:: Provided entries ::

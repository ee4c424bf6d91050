//! API error type with JSON responses
//!
//! Every error renders as `{"error": "<code>", "message": "<text>"}`.

use axum::http::StatusCode;
use axum::response::{IntoResponse, Response};
use axum::Json;
use serde_json::json;

use crate::db::DbError;
use crate::market::MarketError;
use crate::models::ValidationError;

/// API error type with automatic HTTP status mapping
#[derive(Debug)]
pub enum ApiError {
    /// Validation failed (400)
    Validation(ValidationError),

    /// Resource not found (404)
    NotFound { resource: &'static str, id: String },

    /// Storage failure (500, logged)
    Persistence(DbError),

    /// Store not connected or already closed (503)
    Unavailable,
}

impl ApiError {
    fn status_and_body(&self) -> (StatusCode, serde_json::Value) {
        match self {
            Self::Validation(e) => (
                StatusCode::BAD_REQUEST,
                json!({
                    "error": "validation_error",
                    "message": e.to_string()
                }),
            ),
            Self::NotFound { resource, id } => (
                StatusCode::NOT_FOUND,
                json!({
                    "error": "not_found",
                    "message": format!("{} '{}' not found", resource, id)
                }),
            ),
            Self::Persistence(e) => {
                // Log the actual error, return generic message
                tracing::error!(error = %e, "persistence failure");
                (
                    StatusCode::INTERNAL_SERVER_ERROR,
                    json!({
                        "error": "internal_error",
                        "message": "an internal error occurred"
                    }),
                )
            }
            Self::Unavailable => (
                StatusCode::SERVICE_UNAVAILABLE,
                json!({
                    "error": "unavailable",
                    "message": "database not connected, try again later"
                }),
            ),
        }
    }
}

impl IntoResponse for ApiError {
    fn into_response(self) -> Response {
        let (status, body) = self.status_and_body();
        (status, Json(body)).into_response()
    }
}

impl From<ValidationError> for ApiError {
    fn from(e: ValidationError) -> Self {
        Self::Validation(e)
    }
}

impl From<MarketError> for ApiError {
    fn from(e: MarketError) -> Self {
        match e {
            MarketError::NotFound { resource, id } => Self::NotFound { resource, id },
            MarketError::Validation(e) => Self::Validation(e),
            MarketError::Persistence(e) if e.is_unavailable() => {
                tracing::warn!(error = %e, "store unreachable");
                Self::Unavailable
            }
            MarketError::Persistence(e) => Self::Persistence(e),
        }
    }
}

:::

(Task): Print exactly, and only, the lines running from the one that contains "(status, Json(body)).into_response()" to the last line of the records above.

(Exercise solution):
        (status, Json(body)).into_response()
    }
}

impl From<ValidationError> for ApiError {
    fn from(e: ValidationError) -> Self {
        Self::Validation(e)
    }
}

impl From<MarketError> for ApiError {
    fn from(e: MarketError) -> Self {
        match e {
            MarketError::NotFound { resource, id } => Self::NotFound { resource, id },
            MarketError::Validation(e) => Self::Validation(e),
            MarketError::Persistence(e) if e.is_unavailable() => {
                tracing::warn!(error = %e, "store unreachable");
                Self::Unavailable
            }
            MarketError::Persistence(e) => Self::Persistence(e),
        }
    }
}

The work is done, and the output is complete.